* WORK ITEM *
State the number of lines in the listing below that contain the word "tracing", and nothing besides.

══════

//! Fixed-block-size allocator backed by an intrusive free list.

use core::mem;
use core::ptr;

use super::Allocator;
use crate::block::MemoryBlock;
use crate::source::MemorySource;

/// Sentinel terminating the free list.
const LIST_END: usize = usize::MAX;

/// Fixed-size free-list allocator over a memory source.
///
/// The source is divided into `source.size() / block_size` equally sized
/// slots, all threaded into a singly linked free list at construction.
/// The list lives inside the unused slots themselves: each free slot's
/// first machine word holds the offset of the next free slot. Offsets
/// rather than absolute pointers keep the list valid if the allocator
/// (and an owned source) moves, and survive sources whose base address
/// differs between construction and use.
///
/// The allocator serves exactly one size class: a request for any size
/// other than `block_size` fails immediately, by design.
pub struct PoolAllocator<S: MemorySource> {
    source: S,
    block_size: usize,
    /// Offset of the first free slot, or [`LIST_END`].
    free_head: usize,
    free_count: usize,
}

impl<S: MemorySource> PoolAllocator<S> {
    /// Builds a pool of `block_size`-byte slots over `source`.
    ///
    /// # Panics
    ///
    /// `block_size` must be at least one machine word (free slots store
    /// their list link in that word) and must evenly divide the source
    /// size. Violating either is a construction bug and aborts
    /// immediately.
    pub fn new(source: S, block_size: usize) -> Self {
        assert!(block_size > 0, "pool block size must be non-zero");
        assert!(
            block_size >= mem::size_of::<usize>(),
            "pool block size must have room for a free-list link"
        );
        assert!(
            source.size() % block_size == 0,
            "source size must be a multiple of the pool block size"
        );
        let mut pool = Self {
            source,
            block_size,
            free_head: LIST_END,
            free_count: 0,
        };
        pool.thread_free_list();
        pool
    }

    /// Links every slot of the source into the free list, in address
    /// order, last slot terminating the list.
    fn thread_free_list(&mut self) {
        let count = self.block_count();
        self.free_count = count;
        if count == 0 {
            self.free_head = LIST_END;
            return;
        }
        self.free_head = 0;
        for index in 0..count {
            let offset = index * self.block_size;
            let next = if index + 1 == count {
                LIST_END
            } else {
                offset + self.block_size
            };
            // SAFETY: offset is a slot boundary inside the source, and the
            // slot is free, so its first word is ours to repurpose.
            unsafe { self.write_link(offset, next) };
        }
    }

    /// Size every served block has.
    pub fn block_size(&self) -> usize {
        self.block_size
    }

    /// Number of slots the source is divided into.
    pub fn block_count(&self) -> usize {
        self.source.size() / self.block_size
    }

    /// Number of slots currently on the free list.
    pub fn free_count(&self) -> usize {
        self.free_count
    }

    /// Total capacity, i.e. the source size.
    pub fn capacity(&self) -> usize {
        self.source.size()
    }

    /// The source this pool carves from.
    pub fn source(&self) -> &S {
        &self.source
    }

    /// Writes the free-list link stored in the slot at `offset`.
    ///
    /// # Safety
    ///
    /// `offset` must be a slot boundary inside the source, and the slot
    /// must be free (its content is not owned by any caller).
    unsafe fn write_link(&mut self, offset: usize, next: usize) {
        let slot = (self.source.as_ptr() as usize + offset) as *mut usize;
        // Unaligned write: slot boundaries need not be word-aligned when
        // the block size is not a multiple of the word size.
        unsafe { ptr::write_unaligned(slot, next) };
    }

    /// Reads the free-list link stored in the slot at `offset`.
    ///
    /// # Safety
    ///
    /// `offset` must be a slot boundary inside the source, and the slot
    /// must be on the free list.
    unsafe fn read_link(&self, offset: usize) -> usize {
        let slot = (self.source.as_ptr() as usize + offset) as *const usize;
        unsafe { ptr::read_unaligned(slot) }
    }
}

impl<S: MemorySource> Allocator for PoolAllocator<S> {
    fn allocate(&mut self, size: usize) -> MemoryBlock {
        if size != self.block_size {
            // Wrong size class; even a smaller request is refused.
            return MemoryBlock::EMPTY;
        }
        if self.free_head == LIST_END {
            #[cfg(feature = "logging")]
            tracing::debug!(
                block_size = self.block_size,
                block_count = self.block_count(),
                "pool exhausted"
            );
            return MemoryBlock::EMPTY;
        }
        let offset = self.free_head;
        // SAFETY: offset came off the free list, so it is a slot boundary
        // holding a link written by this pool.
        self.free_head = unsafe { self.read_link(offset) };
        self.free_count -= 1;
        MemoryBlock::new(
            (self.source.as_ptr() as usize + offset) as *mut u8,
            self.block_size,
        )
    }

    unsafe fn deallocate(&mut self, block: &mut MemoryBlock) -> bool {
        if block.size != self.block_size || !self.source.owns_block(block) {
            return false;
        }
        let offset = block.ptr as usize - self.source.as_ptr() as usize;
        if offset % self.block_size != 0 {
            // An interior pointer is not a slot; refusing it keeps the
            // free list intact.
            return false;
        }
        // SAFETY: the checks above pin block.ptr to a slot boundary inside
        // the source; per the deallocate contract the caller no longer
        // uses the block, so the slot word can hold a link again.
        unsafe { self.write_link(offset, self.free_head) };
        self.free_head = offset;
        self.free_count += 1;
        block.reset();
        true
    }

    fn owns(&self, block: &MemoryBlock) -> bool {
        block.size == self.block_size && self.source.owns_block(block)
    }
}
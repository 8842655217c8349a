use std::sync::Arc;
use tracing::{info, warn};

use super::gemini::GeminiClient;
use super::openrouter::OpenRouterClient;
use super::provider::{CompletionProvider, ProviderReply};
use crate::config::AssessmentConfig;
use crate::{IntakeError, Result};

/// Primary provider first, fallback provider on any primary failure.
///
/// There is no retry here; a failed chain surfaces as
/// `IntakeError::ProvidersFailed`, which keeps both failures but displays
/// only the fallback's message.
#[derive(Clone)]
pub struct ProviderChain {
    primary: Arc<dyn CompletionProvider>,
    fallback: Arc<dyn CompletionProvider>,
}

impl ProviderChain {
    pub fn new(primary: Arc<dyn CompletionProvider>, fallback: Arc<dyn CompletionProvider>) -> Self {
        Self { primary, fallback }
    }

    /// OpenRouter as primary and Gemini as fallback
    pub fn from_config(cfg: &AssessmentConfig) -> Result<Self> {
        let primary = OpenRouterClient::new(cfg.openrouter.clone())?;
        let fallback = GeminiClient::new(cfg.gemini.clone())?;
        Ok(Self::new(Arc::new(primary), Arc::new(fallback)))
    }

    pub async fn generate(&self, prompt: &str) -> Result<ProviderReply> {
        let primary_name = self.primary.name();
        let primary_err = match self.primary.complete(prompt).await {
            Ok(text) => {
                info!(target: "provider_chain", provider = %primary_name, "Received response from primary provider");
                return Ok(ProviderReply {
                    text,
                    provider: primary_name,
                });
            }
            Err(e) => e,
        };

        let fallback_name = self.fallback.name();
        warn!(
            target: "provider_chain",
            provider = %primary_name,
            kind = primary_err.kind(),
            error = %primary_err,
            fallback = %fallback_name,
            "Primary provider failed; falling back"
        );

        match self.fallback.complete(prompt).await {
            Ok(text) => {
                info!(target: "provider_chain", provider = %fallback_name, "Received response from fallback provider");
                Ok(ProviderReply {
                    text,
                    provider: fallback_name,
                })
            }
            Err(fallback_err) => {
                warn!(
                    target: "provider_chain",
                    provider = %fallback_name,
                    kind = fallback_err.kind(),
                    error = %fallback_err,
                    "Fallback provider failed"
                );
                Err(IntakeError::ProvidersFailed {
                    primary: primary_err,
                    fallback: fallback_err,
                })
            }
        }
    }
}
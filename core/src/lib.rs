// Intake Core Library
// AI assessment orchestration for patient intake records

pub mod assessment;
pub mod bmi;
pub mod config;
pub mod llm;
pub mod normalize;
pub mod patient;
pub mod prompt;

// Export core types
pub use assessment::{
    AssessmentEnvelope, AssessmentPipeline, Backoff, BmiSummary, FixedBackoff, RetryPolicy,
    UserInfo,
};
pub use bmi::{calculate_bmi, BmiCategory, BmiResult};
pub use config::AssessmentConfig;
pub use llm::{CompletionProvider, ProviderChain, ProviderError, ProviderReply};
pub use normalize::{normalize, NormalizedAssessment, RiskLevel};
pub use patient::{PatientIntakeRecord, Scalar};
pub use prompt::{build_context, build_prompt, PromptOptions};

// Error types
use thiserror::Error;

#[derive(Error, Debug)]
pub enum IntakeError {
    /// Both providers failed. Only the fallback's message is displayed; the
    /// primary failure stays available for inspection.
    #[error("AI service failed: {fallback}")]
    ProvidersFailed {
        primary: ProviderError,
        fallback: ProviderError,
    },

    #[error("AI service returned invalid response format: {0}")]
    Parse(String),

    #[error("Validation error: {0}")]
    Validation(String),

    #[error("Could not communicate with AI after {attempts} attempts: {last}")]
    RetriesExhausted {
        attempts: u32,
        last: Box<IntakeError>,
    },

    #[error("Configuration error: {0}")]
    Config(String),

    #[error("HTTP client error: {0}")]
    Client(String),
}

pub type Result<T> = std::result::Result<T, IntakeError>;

══════

* FINISHED TASK *
2